The diary starts again Sept. 27 (1880), when he moved his wife to his wife's mother and step father, John MCDONALD's. Her own father had previously died and her mother married again.
...On his brief stays at home he worked for different people, including the family doctor, Benjamin WOODBURY.
...Dec. 18th he moved his goods to the house of William MITCHELL in North Patten. Dec. 24 he moved his wife from MCDONALD's at No. 5 to George MCKENNEY's.
...April 25, 1881 he went on the drive for KELSO, shifting over to Mr. WEBSTER on the Corporation drive May 25 for a couple of days...

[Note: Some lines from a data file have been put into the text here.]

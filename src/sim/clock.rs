//! Fixed timestep accumulator
//!
//! Converts wall-clock frame times into a whole number of simulation ticks.

use crate::consts::TICK_MS;

/// Wall clock to tick converter
#[derive(Debug, Clone)]
pub struct SimClock {
    /// Tick length in milliseconds
    pub tick_ms: f64,
    /// Time scale applied to wall-clock deltas
    pub speed: f64,
    /// Optional catch-up cap. `None` replays every missed tick.
    pub max_ticks_per_frame: Option<u32>,
    accumulator: f64,
    last_ms: Option<f64>,
}

impl SimClock {
    /// A cap of zero would never tick, so it is treated as no cap
    pub fn new(speed: f64, max_ticks_per_frame: Option<u32>) -> Self {
        Self {
            tick_ms: TICK_MS,
            speed,
            max_ticks_per_frame: max_ticks_per_frame.filter(|&cap| cap > 0),
            accumulator: 0.0,
            last_ms: None,
        }
    }

    /// Start measuring from `now_ms` without emitting ticks
    pub fn start(&mut self, now_ms: f64) {
        self.last_ms = Some(now_ms);
        self.accumulator = 0.0;
    }

    /// Feed the current frame time, returns the number of ticks to run.
    ///
    /// The first call only records the time.
    pub fn advance(&mut self, now_ms: f64) -> u32 {
        let Some(last) = self.last_ms.replace(now_ms) else {
            return 0;
        };
        // Clocks can step backwards (tab restore, test clocks); never rewind
        let dt = (now_ms - last).max(0.0);
        self.accumulator += dt * self.speed;

        let mut ticks = 0u32;
        while self.accumulator >= self.tick_ms {
            if self.max_ticks_per_frame.is_some_and(|cap| ticks >= cap) {
                log::warn!(
                    "Frame backlog of {:.1}ms exceeds catch-up cap of {} ticks, dropping it",
                    self.accumulator,
                    ticks
                );
                self.accumulator %= self.tick_ms;
                break;
            }
            self.accumulator -= self.tick_ms;
            ticks += 1;
        }
        ticks
    }
}

impl Default for SimClock {
    fn default() -> Self {
        Self::new(1.0, None)
    }
}

#[cfg(test)]
mod tests {
    use super::*;

    #[test]
    fn test_first_frame_emits_nothing() {
        let mut clock = SimClock::default();
        assert_eq!(clock.advance(1000.0), 0);
    }

    #[test]
    fn test_same_timestamp_is_idempotent() {
        let mut clock = SimClock::default();
        clock.start(0.0);
        assert_eq!(clock.advance(0.0), 0);
        assert_eq!(clock.advance(0.0), 0);
    }

    #[test]
    fn test_accumulates_partial_ticks() {
        let mut clock = SimClock::default();
        clock.start(0.0);
        assert_eq!(clock.advance(10.0), 0);
        assert_eq!(clock.advance(20.0), 1);
        assert_eq!(clock.advance(40.0), 1);
        assert_eq!(clock.advance(41.0), 0);
    }

    #[test]
    fn test_stall_catches_up_uncapped() {
        let mut clock = SimClock::default();
        clock.start(0.0);
        // Ten seconds in the background
        assert_eq!(clock.advance(10_005.0), 600);
    }

    #[test]
    fn test_cap_drops_backlog() {
        let mut clock = SimClock::new(1.0, Some(8));
        clock.start(0.0);
        assert_eq!(clock.advance(10_010.0), 8);
        assert_eq!(clock.advance(10_010.0), 0);
        // Only the ~10ms remainder survives the drop
        assert_eq!(clock.advance(10_020.0), 1);
    }

    #[test]
    fn test_zero_cap_means_uncapped() {
        let mut clock = SimClock::new(1.0, Some(0));
        assert_eq!(clock.max_ticks_per_frame, None);
        clock.start(0.0);
        assert_eq!(clock.advance(10_005.0), 600);
    }

    #[test]
    fn test_speed_scales_time() {
        let mut clock = SimClock::new(2.0, None);
        clock.start(0.0);
        assert_eq!(clock.advance(1004.0), 120);
    }

    #[test]
    fn test_backwards_time_is_ignored() {
        let mut clock = SimClock::default();
        clock.start(500.0);
        assert_eq!(clock.advance(100.0), 0);
        assert_eq!(clock.advance(100.0 + 1000.0 / 60.0 + 0.01), 1);
    }
}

...May 10, 1882 to June 5th driving for JOY & DUDLEY. This June 9th he planted potatoes and then went to peeling bark for WARREN & COFFIN, keeping at that till about the middle of July.
...The wood business was carried on till April 19, 1883, when he was hired for driving for a Mr. PARKS....Late in May his wife's brother Elmer MOORE and brother-in-law William H. SCRIBNER appear on the scene working with him a few days... Through the month of Sept., 1883, it appears that he and SCRIBNER joined forces and worked for each other and other people together.

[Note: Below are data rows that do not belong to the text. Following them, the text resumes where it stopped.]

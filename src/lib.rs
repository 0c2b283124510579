//! Snowfall - tap the falling snowflakes before they land
//!
//! Core modules:
//! - `sim`: Deterministic simulation (ornaments, spawning, scoring, fixed-step clock)
//! - `round`: Round state machine (playing, won/lost, epilogue, terminated)
//! - `epilogue`: Scripted end-of-round reveals driven by wall-clock delays
//! - `assets`: Image source resolution with ordered fallback
//! - `renderer`: Drawing surface abstraction and the presenter
//! - `platform`: Browser/native platform abstraction
//! - `persistence`: Score ceiling storage

pub mod assets;
pub mod epilogue;
pub mod persistence;
pub mod platform;
pub mod renderer;
pub mod round;
pub mod settings;
pub mod sim;

pub use assets::AssetResolver;
pub use round::{GameRound, RoundPhase};
pub use settings::Settings;

/// Game configuration constants
pub mod consts {
    /// Fixed simulation timestep in milliseconds (60 Hz)
    pub const TICK_MS: f64 = 1000.0 / 60.0;

    /// Score bounds. Leaving [MIN_SCORE, ceiling] ends the round.
    pub const MIN_SCORE: f64 = -100.0;
    /// Ceiling used when nothing has been persisted yet
    pub const DEFAULT_MAX_SCORE: f64 = 500.0;
    /// Ceiling growth applied on every win
    pub const CEILING_GROWTH: f64 = 1.3;

    /// Ornament size range (square, simulation pixels)
    pub const MIN_SIZE: f64 = 15.0;
    pub const MAX_SIZE: f64 = MIN_SIZE + 40.0;

    /// Drift waveform
    pub const TIME_SCALE: f64 = 0.001;
    pub const PHASE_SPREAD: f64 = 200.0;
    pub const DRIFT_BIAS_X: f64 = 0.72;
    pub const DRIFT_BIAS_Y: f64 = 1.5;
    pub const ROTATION_AMPLITUDE: f64 = 0.03;

    /// Spawn policy: spawn iff u / ln(denom) < SPAWN_THRESHOLD
    pub const SPAWN_THRESHOLD: f64 = 0.015;
    pub const SPAWN_SCORE_SCALE: f64 = 1000.0;

    /// Score bar height in canvas pixels
    pub const SCORE_BAR_HEIGHT: f64 = 20.0;
}

/// Linear interpolation between `a` and `b`
#[inline]
pub fn lerp(a: f64, b: f64, t: f64) -> f64 {
    a + (b - a) * t
}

Oct. 12, COBURN moved into a house owned by Louis HUNT, probably in upper Crystal. ......The month of February, 1885, he worked in the lumber woods for a Mr. LOVEJOY. ...May 12 he finished for WARREN & COFFIN. June 22 to July 4 falling trees for Roscoe ORDWAY.

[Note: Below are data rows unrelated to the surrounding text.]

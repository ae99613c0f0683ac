use std::collections::HashMap;

use chrono::{DateTime, Utc};
use serde::Serialize;
use tokio::sync::Mutex;
use tracing::{debug, info, instrument, warn};
use uuid::Uuid;

use crate::economy::SupplyOrder;
use crate::error::{GameError, GameResult};
use crate::session::{Session, Status, TurnReport};
use crate::weather::{RandomWeather, WeatherSource};

const INSUFFICIENT_FUNDS_MESSAGE: &str = "Not enough money!";

/// Lightweight view used when enumerating sessions.
#[derive(Debug, Clone, Serialize, PartialEq)]
#[serde(rename_all = "camelCase")]
pub struct SessionSummary {
    pub game_id: String,
    pub day: u32,
    pub money: f64,
    pub status: Status,
    pub created_at: DateTime<Utc>,
}

struct Entry {
    session: Session,
    created_at: DateTime<Utc>,
}

struct Inner<W> {
    sessions: HashMap<String, Entry>,
    weather: W,
}

/// Process-wide owner of every running game.
///
/// A single lock guards both the session map and the weather source, so each
/// operation sees and commits a session atomically. Sessions are never
/// evicted; memory grows with the number of games started.
pub struct SessionRegistry<W = RandomWeather> {
    inner: Mutex<Inner<W>>,
}

impl SessionRegistry<RandomWeather> {
    pub fn with_seed(seed: Option<u64>) -> Self {
        Self::new(RandomWeather::from_seed_option(seed))
    }
}

impl Default for SessionRegistry<RandomWeather> {
    fn default() -> Self {
        Self::with_seed(None)
    }
}

impl<W: WeatherSource> SessionRegistry<W> {
    pub fn new(weather: W) -> Self {
        Self {
            inner: Mutex::new(Inner {
                sessions: HashMap::new(),
                weather,
            }),
        }
    }

    #[instrument(skip_all)]
    pub async fn create(&self) -> (String, Session) {
        let mut inner = self.inner.lock().await;
        let game_id = Uuid::new_v4().to_string();
        let session = Session::new(inner.weather.next_weather());

        inner.sessions.insert(
            game_id.clone(),
            Entry {
                session: session.clone(),
                created_at: Utc::now(),
            },
        );
        info!(%game_id, weather = %session.weather, "new game started");
        debug!(open_sessions = inner.sessions.len(), "registry size");

        (game_id, session)
    }

    pub async fn get(&self, game_id: &str) -> GameResult<Session> {
        let inner = self.inner.lock().await;
        inner
            .sessions
            .get(game_id)
            .map(|entry| entry.session.clone())
            .ok_or_else(|| GameError::NotFound(game_id.to_string()))
    }

    /// Summaries ordered by creation time, oldest first.
    pub async fn list(&self) -> Vec<SessionSummary> {
        let inner = self.inner.lock().await;
        let mut summaries: Vec<SessionSummary> = inner
            .sessions
            .iter()
            .map(|(game_id, entry)| SessionSummary {
                game_id: game_id.clone(),
                day: entry.session.day,
                money: entry.session.money,
                status: entry.session.status,
                created_at: entry.created_at,
            })
            .collect();
        summaries.sort_by(|a, b| {
            a.created_at
                .cmp(&b.created_at)
                .then_with(|| a.game_id.cmp(&b.game_id))
        });
        summaries
    }

    pub async fn len(&self) -> usize {
        self.inner.lock().await.sessions.len()
    }

    pub async fn is_empty(&self) -> bool {
        self.len().await == 0
    }

    /// Insufficient funds is reported in the envelope rather than as an error.
    #[instrument(skip(self, order))]
    pub async fn buy_supplies(
        &self,
        game_id: &str,
        order: &SupplyOrder,
    ) -> GameResult<TurnReport> {
        let mut inner = self.inner.lock().await;
        let entry = lookup(&mut inner.sessions, game_id)?;

        match entry.session.buy_supplies(order) {
            Ok(next) => {
                entry.session = next.clone();
                Ok(TurnReport::ok(next))
            }
            Err(GameError::InsufficientFunds { cost, available }) => {
                warn!(cost, available, "purchase rejected");
                Ok(TurnReport::rejected(
                    entry.session.clone(),
                    INSUFFICIENT_FUNDS_MESSAGE,
                ))
            }
            Err(err) => Err(rejected(err)),
        }
    }

    #[instrument(skip(self))]
    pub async fn set_price(&self, game_id: &str, price: f64) -> GameResult<TurnReport> {
        let mut inner = self.inner.lock().await;
        let entry = lookup(&mut inner.sessions, game_id)?;

        let next = entry.session.set_price(price).map_err(rejected)?;
        entry.session = next.clone();
        Ok(TurnReport::ok(next))
    }

    #[instrument(skip(self))]
    pub async fn sell_lemonade(&self, game_id: &str) -> GameResult<TurnReport> {
        let mut inner = self.inner.lock().await;
        let entry = lookup(&mut inner.sessions, game_id)?;

        let (next, results) = entry.session.sell_lemonade().map_err(rejected)?;
        info!(
            day = next.day,
            sales = results.sales,
            revenue = results.revenue,
            profit = results.profit,
            unsatisfied = results.unsatisfied_customers,
            "day closed"
        );
        entry.session = next.clone();
        Ok(TurnReport::with_results(next, results))
    }

    #[instrument(skip(self))]
    pub async fn next_day(&self, game_id: &str) -> GameResult<TurnReport> {
        let mut inner = self.inner.lock().await;
        let Inner { sessions, weather } = &mut *inner;
        let entry = lookup(sessions, game_id)?;

        let next = entry.session.next_day(weather).map_err(rejected)?;
        if next.is_over() {
            info!(money = next.money, "game over");
        } else {
            debug!(day = next.day, weather = %next.weather, "new day");
        }
        entry.session = next.clone();
        Ok(TurnReport::ok(next))
    }
}

fn lookup<'a>(
    sessions: &'a mut HashMap<String, Entry>,
    game_id: &str,
) -> GameResult<&'a mut Entry> {
    sessions
        .get_mut(game_id)
        .ok_or_else(|| GameError::NotFound(game_id.to_string()))
}

fn rejected(err: GameError) -> GameError {
    warn!(%err, "operation rejected");
    err
}

#[cfg(test)]
mod tests {
    use super::*;
    use crate::session::FINAL_DAY;
    use crate::weather::{FixedWeather, Weather, WeatherCondition};

    fn registry() -> SessionRegistry<FixedWeather> {
        SessionRegistry::new(FixedWeather(Weather::new(80, WeatherCondition::Sunny)))
    }

    #[tokio::test]
    async fn created_sessions_are_retrievable_and_distinct() {
        let registry = registry();
        let (first, session) = registry.create().await;
        let (second, _) = registry.create().await;

        assert_ne!(first, second);
        assert_eq!(registry.get(&first).await.unwrap(), session);
        assert_eq!(registry.len().await, 2);

        let listed: Vec<String> = registry.list().await.into_iter().map(|s| s.game_id).collect();
        assert!(listed.contains(&first));
        assert!(listed.contains(&second));
    }

    #[tokio::test]
    async fn unknown_session_is_not_found() {
        let registry = registry();
        assert_eq!(
            registry.sell_lemonade("missing").await.unwrap_err(),
            GameError::NotFound("missing".to_string())
        );
        assert!(registry.get("missing").await.is_err());
        assert!(registry.is_empty().await);
    }

    #[tokio::test]
    async fn insufficient_funds_leaves_session_untouched() {
        let registry = registry();
        let (game_id, before) = registry.create().await;
        let order = SupplyOrder {
            lemons: 1_000,
            ..SupplyOrder::default()
        };

        let report = registry.buy_supplies(&game_id, &order).await.unwrap();
        assert!(!report.success);
        assert_eq!(report.message.as_deref(), Some("Not enough money!"));
        assert_eq!(report.game_state, before);
        assert_eq!(registry.get(&game_id).await.unwrap(), before);
    }

    #[tokio::test]
    async fn illegal_transition_is_not_committed() {
        let registry = registry();
        let (game_id, before) = registry.create().await;

        let err = registry.next_day(&game_id).await.unwrap_err();
        assert!(matches!(err, GameError::IllegalTransition { .. }));
        assert_eq!(registry.get(&game_id).await.unwrap(), before);
    }

    #[tokio::test]
    async fn accepted_operations_are_committed() {
        let registry = registry();
        let (game_id, _) = registry.create().await;
        let order = SupplyOrder {
            cups: 10,
            lemons: 4,
            sugar: 4,
            ice: 15,
        };

        registry.buy_supplies(&game_id, &order).await.unwrap();
        registry.set_price(&game_id, 0.25).await.unwrap();
        let report = registry.sell_lemonade(&game_id).await.unwrap();
        let results = report.daily_results.unwrap();
        assert_eq!(results.sales, 10);
        assert_eq!(results.unsatisfied_customers, 31);

        let stored = registry.get(&game_id).await.unwrap();
        assert_eq!(stored.status, Status::Reporting);
        assert_eq!(stored.inventory.ice, 0);

        let report = registry.next_day(&game_id).await.unwrap();
        assert_eq!(report.game_state.day, 2);
        assert!(report.game_state.day <= FINAL_DAY);
    }
}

Oct. 7 it snowed all day and the next day he finsihed digging his potatoes and the following week dug potatoes for Neighbor COFFIN.
...Most of Dec. he was exploring, same as cruising, for Coolidge WHITE.
Jan., 1886, building a camp at the pond (probably Peaked Mountain). He evidently did no farming that summer but worked out by the day much of the time falling trees most of the time for WHITE at $26 per month. About the middle of Jan., 1887, he quit for WHITE and went to work for a Mr. MITCHELL, in the woods for nearly a month.
May 3 he went on drive for Coolidge WHITE until the 27th, when he went to Trout Brook Farm, where he worked for Mr. PALMER. June 9 he repaired his canoe and went down the East Branch and out home. He worked around there until June 26 (Sunday) when he went in to the HUNT place, a mile below the East Branch House on that river.
...Sept, 1887 about a month here he was guiding a Dr. MORRIS up and down the East Branch.
...Oct 23 he caught a lynx. 25th started a stone wall under the barn. This wall was built of field stone without cement and backed up with small stone and was still in perfect shape when last seen many years later by the compiler of this diary. (Who by the way, was his son, Ferdinad COBURN).
The spring of 1889 he spent trapping with John FRANCIS, a full blood Indian of the reservation on Olemon Island in the Penobscot River near OldTown. From this Indian he learned much about trapping, and with him he caught many muskrat, beaver, bear, and other wild animals including fisher (or black cat), otter, lynx, etc.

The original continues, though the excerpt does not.